The first game tests of NVIDIA GeForce 9600 GT were amazing - its results were very close to those of the more powerful GeForce 8800 GT. Of course, we expected that the new G94 would be fast and well-balanced in main parameters (the number of execution units, memory bandwidth, etc). However, in the first game tests GeForce 9600 GT almost caught up with GeForce 8800 GT, even though the latter has more TMUs and ALUs. Frequency hasn't been increased much relative to the G92-based card, and video memory bandwidth hasn't changed.

So why is the G94-based card so strong? What about almost twice as many TMUs and ALUs (there are precisely twice as much of them, if we compare GPUs, but GeForce 8800 GT has only 75% more of them) in G92? Do they make no difference in all modern games, and rendering speed is mostly limited either by fill rate (ROP frequency/number) or video memory bandwidth, or both?

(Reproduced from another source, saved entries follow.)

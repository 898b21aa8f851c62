//! Output types returned by the summarization operations.

use serde::{Deserialize, Serialize};

/// The constrained two-field JSON envelope returned by the extraction call.
///
/// Field names match the wire contract (`extractedText` / `summary`) and the
/// values are carried verbatim — no trimming, rewriting, or normalisation —
/// so a caller always sees exactly what the model produced.
#[derive(Debug, Clone, PartialEq, Eq, Serialize, Deserialize)]
#[serde(rename_all = "camelCase")]
pub struct Extraction {
    /// Verbatim text extracted from the document, paragraphs preserved.
    pub extracted_text: String,
    /// Markdown summary with the fixed heading/takeaways/explanation layout.
    pub summary: String,
}

/// Per-call statistics: which candidate won and what it cost to get there.
#[derive(Debug, Clone, Serialize, Deserialize)]
pub struct CallStats {
    /// The model that produced the result (or, on failure, the last one tried).
    pub model: String,
    /// Total network requests issued across all candidates and retries.
    pub attempts: u32,
    /// Wall-clock duration of the whole logical call, including backoff.
    pub duration_ms: u64,
}

/// Result of [`crate::summarize::extract_and_summarize`].
#[derive(Debug, Clone, Serialize, Deserialize)]
pub struct DocumentSummary {
    /// Verbatim extracted text.
    pub extracted_text: String,
    /// Markdown summary at the requested length.
    pub summary: String,
    /// Call statistics.
    pub stats: CallStats,
}

/// Result of [`crate::summarize::resummarize`]: the raw response text is the
/// summary, with no envelope and no post-processing.
#[derive(Debug, Clone, Serialize, Deserialize)]
pub struct SummaryText {
    /// Markdown summary at the requested length.
    pub markdown: String,
    /// Call statistics.
    pub stats: CallStats,
}
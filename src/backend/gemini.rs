//! Gemini `generateContent` REST backend.
//!
//! Maps the provider-neutral [`GenerateRequest`] onto the Gemini wire format
//! and converts service error bodies into classified [`BackendError`]s. All
//! retry and fallback logic lives in the orchestrator; this module performs
//! exactly one HTTP request per call.
//!
//! The API key travels in the `x-goog-api-key` header rather than a query
//! parameter so it never appears in transport logs or proxy access logs.

use super::{BackendError, GenerateBackend, GenerateRequest, RequestPart};
use crate::error::DocsumError;
use async_trait::async_trait;
use serde::{Deserialize, Serialize};
use serde_json::json;
use std::time::Duration;
use tracing::debug;

const DEFAULT_BASE_URL: &str = "https://generativelanguage.googleapis.com/v1beta";

/// Environment variable holding the API key when none is configured explicitly.
pub const API_KEY_ENV: &str = "GEMINI_API_KEY";

// ── Wire types ───────────────────────────────────────────────────────────

/// Gemini content container used in both requests and responses.
///
/// `parts` defaults to empty on deserialization: a safety-stopped response
/// candidate can omit the field entirely.
#[derive(Debug, Clone, Serialize, Deserialize)]
struct Content {
    #[serde(default)]
    parts: Vec<Part>,
}

/// Untagged union of text and inline media content parts.
///
/// Variant order matters for `#[serde(untagged)]` decoding.
#[derive(Debug, Clone, Serialize, Deserialize)]
#[serde(untagged)]
enum Part {
    Text {
        text: String,
    },
    InlineData {
        #[serde(rename = "inlineData")]
        inline_data: InlineData,
    },
}

/// Base64 inline payload used for document/vision requests.
#[derive(Debug, Clone, Serialize, Deserialize)]
#[serde(rename_all = "camelCase")]
struct InlineData {
    mime_type: String,
    data: String,
}

#[derive(Debug, Serialize)]
#[serde(rename_all = "camelCase")]
struct GenerationConfig {
    #[serde(skip_serializing_if = "Option::is_none")]
    response_mime_type: Option<String>,
    #[serde(skip_serializing_if = "Option::is_none")]
    response_schema: Option<serde_json::Value>,
}

#[derive(Debug, Serialize)]
#[serde(rename_all = "camelCase")]
struct GenerateContentRequest {
    // The REST endpoint takes `contents` as a repeated field; a bare object
    // is rejected with 400 INVALID_ARGUMENT.
    contents: Vec<Content>,
    #[serde(skip_serializing_if = "Option::is_none")]
    generation_config: Option<GenerationConfig>,
}

/// Top-level `generateContent` response envelope.
#[derive(Debug, Deserialize)]
struct GenerateContentResponse {
    #[serde(default)]
    candidates: Vec<Candidate>,
}

#[derive(Debug, Deserialize)]
struct Candidate {
    content: Content,
}

/// Error body shape: `{"error": {"code": 503, "status": "UNAVAILABLE", ...}}`.
#[derive(Debug, Deserialize)]
struct ErrorBody {
    error: ErrorDetail,
}

#[derive(Debug, Deserialize)]
struct ErrorDetail {
    code: Option<i64>,
    status: Option<String>,
    message: Option<String>,
}

// ── Backend ──────────────────────────────────────────────────────────────

/// REST client for the Gemini content-generation endpoint.
pub struct GeminiBackend {
    http: reqwest::Client,
    api_key: String,
    base_url: String,
}

impl std::fmt::Debug for GeminiBackend {
    fn fmt(&self, f: &mut std::fmt::Formatter<'_>) -> std::fmt::Result {
        f.debug_struct("GeminiBackend")
            .field("api_key", &"<redacted>")
            .field("base_url", &self.base_url)
            .finish()
    }
}

impl GeminiBackend {
    /// Create a backend with an explicit API key.
    ///
    /// An empty key is treated the same as a missing one: a configuration
    /// error, reported before any request is attempted.
    pub fn new(api_key: impl Into<String>, timeout_secs: u64) -> Result<Self, DocsumError> {
        let api_key = api_key.into();
        if api_key.is_empty() {
            return Err(DocsumError::ApiKeyMissing);
        }
        let http = reqwest::Client::builder()
            .timeout(Duration::from_secs(timeout_secs))
            .build()?;
        Ok(Self {
            http,
            api_key,
            base_url: DEFAULT_BASE_URL.to_string(),
        })
    }

    /// Create a backend from the `GEMINI_API_KEY` environment variable.
    pub fn from_env(timeout_secs: u64) -> Result<Self, DocsumError> {
        let key = std::env::var(API_KEY_ENV).unwrap_or_default();
        Self::new(key, timeout_secs)
    }

    /// Point the backend at a different endpoint (mock servers in tests,
    /// regional or proxied deployments in production).
    pub fn with_base_url(mut self, base_url: impl Into<String>) -> Self {
        self.base_url = base_url.into();
        self
    }

    fn build_body(request: &GenerateRequest) -> GenerateContentRequest {
        let parts = request
            .parts
            .iter()
            .map(|p| match p {
                RequestPart::Text(text) => Part::Text { text: text.clone() },
                RequestPart::InlineData { mime_type, data } => Part::InlineData {
                    inline_data: InlineData {
                        mime_type: mime_type.clone(),
                        data: data.clone(),
                    },
                },
            })
            .collect();

        let generation_config = request.json_envelope.then(|| GenerationConfig {
            response_mime_type: Some("application/json".to_string()),
            response_schema: Some(json!({
                "type": "object",
                "properties": {
                    "extractedText": { "type": "string" },
                    "summary": { "type": "string" }
                },
                "required": ["extractedText", "summary"]
            })),
        });

        GenerateContentRequest {
            contents: vec![Content { parts }],
            generation_config,
        }
    }

    /// Join the text parts of the first candidate into the response text.
    fn response_text(response: GenerateContentResponse) -> Result<String, BackendError> {
        let candidate = response.candidates.into_iter().next().ok_or_else(|| {
            BackendError::transport("response contained no candidates")
        })?;
        if candidate.content.parts.is_empty() {
            return Err(BackendError::transport(
                "response candidate contained no parts",
            ));
        }
        let text: String = candidate
            .content
            .parts
            .into_iter()
            .filter_map(|p| match p {
                Part::Text { text } => Some(text),
                Part::InlineData { .. } => None,
            })
            .collect();
        Ok(text)
    }
}

#[async_trait]
impl GenerateBackend for GeminiBackend {
    async fn generate(
        &self,
        model: &str,
        request: &GenerateRequest,
    ) -> Result<String, BackendError> {
        let url = format!("{}/models/{}:generateContent", self.base_url, model);
        let body = Self::build_body(request);

        debug!(model, parts = request.parts.len(), json_envelope = request.json_envelope, "issuing generateContent request");

        let response = self
            .http
            .post(&url)
            .header("x-goog-api-key", &self.api_key)
            .json(&body)
            .send()
            .await
            .map_err(|e| BackendError::transport(e.to_string()))?;

        let http_status = response.status();
        if !http_status.is_success() {
            let text = response.text().await.unwrap_or_default();
            // Prefer the structured error body; fall back to the bare HTTP
            // status so a 503 without a JSON body still classifies correctly.
            let err = match serde_json::from_str::<ErrorBody>(&text) {
                Ok(parsed) => BackendError {
                    code: parsed.error.code.or(Some(i64::from(http_status.as_u16()))),
                    status: parsed.error.status,
                    message: parsed
                        .error
                        .message
                        .unwrap_or_else(|| format!("HTTP {http_status}")),
                },
                Err(_) => BackendError {
                    code: Some(i64::from(http_status.as_u16())),
                    status: None,
                    message: format!("HTTP {http_status}: {}", text.trim()),
                },
            };
            return Err(err);
        }

        let parsed: GenerateContentResponse = response
            .json()
            .await
            .map_err(|e| BackendError::transport(format!("invalid response body: {e}")))?;

        Self::response_text(parsed)
    }
}
//! Document encoding: raw bytes → base64 inline request part.
//!
//! The generation API accepts documents as base64 data embedded in the JSON
//! request body. The bytes are sent exactly as read — no re-encoding or
//! downscaling — so what the model sees is what the user uploaded.

use crate::backend::RequestPart;
use crate::pipeline::input::Document;
use base64::{engine::general_purpose::STANDARD, Engine as _};
use tracing::debug;

/// Encode a document as a base64 inline-data part ready for the request body.
pub fn inline_part(document: &Document) -> RequestPart {
    let data = STANDARD.encode(document.bytes());
    debug!(
        mime = document.media_type().mime_type(),
        encoded_len = data.len(),
        "encoded document"
    );
    RequestPart::InlineData {
        mime_type: document.media_type().mime_type().to_string(),
        data,
    }
}
//! Explicit session state machine for interactive callers.
//!
//! A UI driving this library holds exactly one document and at most one
//! in-flight generation call. Instead of scattering that flow across ad-hoc
//! flags, [`Session`] makes it an explicit state machine:
//!
//! ```text
//! Idle ──upload──▶ Extracting ──ok──▶ AwaitingLengthChoice
//!                      │                      │
//!                      └──err──▶ Failed       │ summarize(length)
//!                                             ▼
//!                          Ready ◀──ok── Summarizing ──err──▶ Failed
//!                            │ summarize(length)  ▲
//!                            └────────────────────┘
//! ```
//!
//! The transition methods take `&mut self`, so a second call cannot start
//! while one is in flight — the at-most-one-outstanding-call rule is enforced
//! by the borrow checker rather than by runtime guards.
//!
//! Upload behaviour matches the interactive flow it models: the extraction
//! call requests a medium-length summary as part of its envelope, and the
//! session discards it, holding only the extracted text until the caller
//! picks a length and asks for the summary explicitly.

use crate::config::{LengthBucket, SummaryConfig};
use crate::error::DocsumError;
use crate::pipeline::input::Document;
use crate::summarize;
use tracing::{debug, warn};

/// Where a session currently stands.
#[derive(Debug, Clone, Copy, PartialEq, Eq)]
pub enum SessionState {
    /// No document uploaded yet.
    Idle,
    /// Extraction call in flight.
    Extracting,
    /// Text extracted; waiting for the caller to choose a summary length.
    AwaitingLengthChoice,
    /// Summary call in flight.
    Summarizing,
    /// Extracted text and a summary are both available.
    Ready,
    /// The last call failed; see [`Session::user_message`].
    Failed,
}

/// One interactive document-summarization session.
pub struct Session {
    config: SummaryConfig,
    state: SessionState,
    extracted_text: Option<String>,
    summary: Option<String>,
    user_message: Option<&'static str>,
}

impl Session {
    pub fn new(config: SummaryConfig) -> Self {
        Self {
            config,
            state: SessionState::Idle,
            extracted_text: None,
            summary: None,
            user_message: None,
        }
    }

    pub fn state(&self) -> SessionState {
        self.state
    }

    /// The extracted text, available from `AwaitingLengthChoice` onwards.
    pub fn extracted_text(&self) -> Option<&str> {
        self.extracted_text.as_deref()
    }

    /// The summary Markdown, available in `Ready`.
    pub fn summary(&self) -> Option<&str> {
        self.summary.as_deref()
    }

    /// The user-facing message for the `Failed` state.
    pub fn user_message(&self) -> Option<&'static str> {
        self.user_message
    }

    /// Upload a document: run the extraction call and keep the text.
    ///
    /// Replaces any previous document, summary, or failure. On success the
    /// session lands in `AwaitingLengthChoice` with the extracted text
    /// retained and the envelope's summary discarded; on failure it lands in
    /// `Failed` with a user-facing message, and the error is also returned
    /// for callers that want the classification.
    pub async fn upload(&mut self, document: Document) -> Result<&str, DocsumError> {
        self.reset();
        self.state = SessionState::Extracting;

        match summarize::extract_and_summarize(&document, LengthBucket::Medium, &self.config).await
        {
            Ok(result) => {
                debug!(
                    model = %result.stats.model,
                    extracted_len = result.extracted_text.len(),
                    "upload extraction complete, summary discarded pending length choice"
                );
                self.extracted_text = Some(result.extracted_text);
                self.state = SessionState::AwaitingLengthChoice;
                Ok(self.extracted_text.as_deref().unwrap_or_default())
            }
            Err(err) => {
                warn!(%err, "upload extraction failed");
                self.fail(&err);
                Err(err)
            }
        }
    }

    /// Generate the summary at the chosen length from the extracted text.
    ///
    /// Valid from `AwaitingLengthChoice` and from `Ready` (regeneration at a
    /// different length). Calling it without extracted text is a validation
    /// error raised before any network activity; the session state is left
    /// unchanged in that case.
    pub async fn summarize(&mut self, length: LengthBucket) -> Result<&str, DocsumError> {
        let Some(text) = self.extracted_text.clone() else {
            return Err(DocsumError::EmptyExtractedText);
        };

        self.state = SessionState::Summarizing;
        match summarize::resummarize(&text, length, &self.config).await {
            Ok(result) => {
                self.summary = Some(result.markdown);
                self.user_message = None;
                self.state = SessionState::Ready;
                Ok(self.summary.as_deref().unwrap_or_default())
            }
            Err(err) => {
                warn!(%err, "summary generation failed");
                self.fail(&err);
                Err(err)
            }
        }
    }

    /// Drop all session output and return to `Idle`.
    pub fn reset(&mut self) {
        self.state = SessionState::Idle;
        self.extracted_text = None;
        self.summary = None;
        self.user_message = None;
    }

    fn fail(&mut self, err: &DocsumError) {
        self.user_message = Some(err.user_message());
        self.state = SessionState::Failed;
    }
}

#[cfg(test)]
mod tests {
    use super::*;
    use crate::backend::{BackendError, GenerateBackend, GenerateRequest};
    use async_trait::async_trait;
    use std::sync::atomic::{AtomicUsize, Ordering};
    use std::sync::Arc;

    /// Backend that always answers with a fixed envelope or fixed text.
    struct FixedBackend {
        calls: AtomicUsize,
        fail_overloaded: bool,
    }

    #[async_trait]
    impl GenerateBackend for FixedBackend {
        async fn generate(
            &self,
            _model: &str,
            request: &GenerateRequest,
        ) -> Result<String, BackendError> {
            self.calls.fetch_add(1, Ordering::SeqCst);
            if self.fail_overloaded {
                return Err(BackendError {
                    code: Some(503),
                    status: Some("UNAVAILABLE".into()),
                    message: "overloaded".into(),
                });
            }
            if request.json_envelope {
                Ok(r###"{"extractedText": "the document text", "summary": "# Auto"}"###.into())
            } else {
                Ok("# Summary\n\n## Key Takeaways\n- point".into())
            }
        }
    }

    fn config_with(backend: Arc<dyn GenerateBackend>) -> SummaryConfig {
        SummaryConfig::builder()
            .backend(backend)
            .max_attempts(1)
            .build()
            .unwrap()
    }

    fn pdf() -> Document {
        Document::from_bytes(b"%PDF-1.4 x".to_vec(), "application/pdf").unwrap()
    }

    #[tokio::test]
    async fn upload_keeps_text_and_discards_auto_summary() {
        let backend = Arc::new(FixedBackend {
            calls: AtomicUsize::new(0),
            fail_overloaded: false,
        });
        let mut session = Session::new(config_with(backend));

        assert_eq!(session.state(), SessionState::Idle);
        let text = session.upload(pdf()).await.unwrap().to_string();
        assert_eq!(text, "the document text");
        assert_eq!(session.state(), SessionState::AwaitingLengthChoice);
        // The envelope's summary is discarded until a length is chosen.
        assert!(session.summary().is_none());
    }

    #[tokio::test]
    async fn summarize_after_upload_reaches_ready() {
        let backend = Arc::new(FixedBackend {
            calls: AtomicUsize::new(0),
            fail_overloaded: false,
        });
        let mut session = Session::new(config_with(backend));

        session.upload(pdf()).await.unwrap();
        let summary = session.summarize(LengthBucket::Long).await.unwrap().to_string();
        assert!(summary.starts_with("# Summary"));
        assert_eq!(session.state(), SessionState::Ready);
        assert_eq!(session.summary(), Some(summary.as_str()));

        // Regeneration at another length is allowed from Ready.
        session.summarize(LengthBucket::Short).await.unwrap();
        assert_eq!(session.state(), SessionState::Ready);
    }

    #[tokio::test]
    async fn summarize_without_upload_is_rejected_without_network() {
        let backend = Arc::new(FixedBackend {
            calls: AtomicUsize::new(0),
            fail_overloaded: false,
        });
        let calls = Arc::clone(&backend);
        let mut session = Session::new(config_with(backend));

        let err = session.summarize(LengthBucket::Medium).await.unwrap_err();
        assert!(matches!(err, DocsumError::EmptyExtractedText));
        assert_eq!(session.state(), SessionState::Idle);
        assert_eq!(calls.calls.load(Ordering::SeqCst), 0);
    }

    #[tokio::test]
    async fn failed_upload_sets_user_message() {
        let backend = Arc::new(FixedBackend {
            calls: AtomicUsize::new(0),
            fail_overloaded: true,
        });
        let mut session = Session::new(config_with(backend));

        let err = session.upload(pdf()).await.unwrap_err();
        assert!(err.is_transient());
        assert_eq!(session.state(), SessionState::Failed);
        assert_eq!(
            session.user_message(),
            Some("The model is temporarily overloaded. Please try again in a moment.")
        );
    }

    #[tokio::test]
    async fn reset_returns_to_idle() {
        let backend = Arc::new(FixedBackend {
            calls: AtomicUsize::new(0),
            fail_overloaded: false,
        });
        let mut session = Session::new(config_with(backend));
        session.upload(pdf()).await.unwrap();
        session.reset();
        assert_eq!(session.state(), SessionState::Idle);
        assert!(session.extracted_text().is_none());
        assert!(session.summary().is_none());
    }
}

Some of the advantage of G94 in the first tests can be explained with different driver versions (for old and new solutions). But the average advantage of GeForce 8800 GT over GeForce 9600 GT in equal conditions is still only 15%, which is much smaller than 75%. We decided to find out what parameters affect performance in modern games most of all. Besides, we haven't analyzed how performance is affected by CPU/GPU/video memory clock rates for a long time already. So we decided to test a G92-based graphics card and determine main render bottlenecks in modern games.